Maybe with a 250k Cisco Spider platform some reliable tests could be performed. Think Anand would go for that? :-)
I would have liked to see some packet captures from something like Wireshark, but the average reader may not get much more information from them, and unless you had several captures running on all points of the system in question, it would have been just another pointless excercise. (I doubt that you would get permission to run Wireshark on a WOW server, for instance)
Way back when, I tried testing an Anthem Eagle 802.10 vs. a Compaq server nic to see if there was any advantage to paying three times the cost for an exchange server's outgoing nic. It was an internal exchange server we were testing to, so I could also capture against that as well. And we had a pretty good network management system for that time as well, even if it was only Openview.... (No spider probes back then...) After poring over all the captures and relevant data from the Openview platform, our best guess was that it would take 50 years for the high end nic to pay for itself.
DerekWilson - Sunday, July 5, 2009 - linkThat's sort of a conclusion in itself though ...
I know my tests aren't perfect, but I really couldn't build anything better in a real world environment ...
Of course, while I couldn't answer the question "is the Killer Xeno Pro always more efficient and higher performant than an onboard NIC" I could answer the question "does any difference in real performance delivered by the Killer Xeno Pro equate to a real difference in experience while gaming" ... the answer to the latter question is definitely no while the answer to the previous question (i suspect) is that the Killer does do more faster ... just not faster enough to make a big difference in modern games or for people to notice in the general case.
siberus - Friday, July 3, 2009 - link"We played around with WoW for a while, but we don't have a high enough character to do anything where latency could really matter."
Gotta respect anyone who admits to being a noob :)
DerekWilson - Sunday, July 5, 2009 - linkYeah, I'm a no0b in WoW, but my EVE character is slightly uber :-P
Not as uber as it should be for the 6 years I've been playing the game ... but definitely up there.

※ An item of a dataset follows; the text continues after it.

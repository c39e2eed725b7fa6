pub mod file_reader;
pub mod file_writer;

pub use file_reader::FileReader;
pub use file_writer::FileWriter;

Besides, EVE is still where it's at for PvP play in any MMO. Nothing matches it in my opinion.
JimmiG - Friday, July 3, 2009 - linkWell I've already got a Quad core CPU where one or two cores remain at least partially dormant while gaming - no need to "offload" anything...
DerekWilson - Sunday, July 5, 2009 - linkwell, bypassing the OS could have an impact -- and in fact very likely does have a very real measurable impact -- on response time (and thus lag reduction) ...
but the problem is that this reduction in latency is very small relative to the rest of the network performance ...
it really doesn't seem as much to me to be that it doesn't do anything useful -- just that games are currently coded to handle 100+ms latencies in shooters and can even handle many-hundred millisecond latencies for MMOs especially in the style of EVE.
if network infrastructure continues to improve and game developers demand lower latency performance to accomplish certain tasks (like to support more people on a server for an FPS or MMOs with larger shards), something like the Killer might become more useful.
flashbacck - Friday, July 3, 2009 - link"This hardware at this price is just not for everyone..."
What the hell? This hardware at this price is not for ANYONE!
DerekWilson - Sunday, July 5, 2009 - linkwell ... while we didn't find much use for the scenarios we tested, it very well might have more beneficial uses in other applications.
we are actually interested in doing testing, specifically with the voice chat acceleration, with multiple Killer cards to see if has any measurable or noticeable impact on voice lag.